Pakistan has suffered because of what Mr Cameron has said, because the British people will listen to their Prime Minister.

Certainly the threat of terrorism has permeated discussion of the flood. Several comment pieces, ostensibly urging people to give generously, do so on the grounds that donating will somehow prevent a suicide attack in Britain.

Anatol Lieven writes in the Times (behind paywall):

Aid to Pakistan is clearly a vital British security interest . . .

If Pakistan collapses or parts of its army are driven to mutiny, the threat from that terrorism would increase by orders of magnitude.

Ahmed Rashid concurs in the Telegraph:

Unless major aid is forthcoming immediately and international diplomatic effort is applied to improving Pakistan’s relations with India, social and ethnic tensions will rise and there will be food riots. Large parts of the country that are now cut off will be taken over by the Pakistani Taliban and affiliated extremist groups, and governance will collapse.

There are valid points here: at the moment, in many areas, it is the Taliban or other militant groups who are providing aid on the ground while the overstretched government remains absent. It is important that the effort be stepped up.
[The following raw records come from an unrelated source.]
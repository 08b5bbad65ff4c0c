//! Database migrations.
//!
//! Schema migrations for the database.

#![allow(missing_docs)]

use sea_orm_migration::prelude::*;

mod m20250101_000001_create_user_table;
mod m20250101_000002_create_conversation_table;
mod m20250101_000003_create_message_table;

pub struct Migrator;

#[async_trait::async_trait]
impl MigratorTrait for Migrator {
    fn migrations() -> Vec<Box<dyn MigrationTrait>> {
        vec![
            Box::new(m20250101_000001_create_user_table::Migration),
            Box::new(m20250101_000002_create_conversation_table::Migration),
            Box::new(m20250101_000003_create_message_table::Migration),
        ]
    }
}
//! Database entities.

pub mod conversation;
pub mod conversation_member;
pub mod message;
pub mod message_attachment;
pub mod user;

pub use conversation::Entity as Conversation;
pub use conversation_member::Entity as ConversationMember;
pub use message::Entity as Message;
pub use message_attachment::Entity as MessageAttachment;
pub use user::Entity as User;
But semantically, this does little but associate Pakistan with the nameless, faceless enemy — the “war on terror” — and frame it as a renegade state whose favour must be bought. The thought that these people are just waiting for the chance to strap themselves up with explosives and declare war on the west is hardly going to inspire people to dig deep and give generously.

Far more effective would be to focus on the human tragedy: the two million people displaced, the seven million in direct need of humanitarian assistance for survival, the six million children affected. The west’s security interests should be a by-product of generous and humane aid, not the only motivation.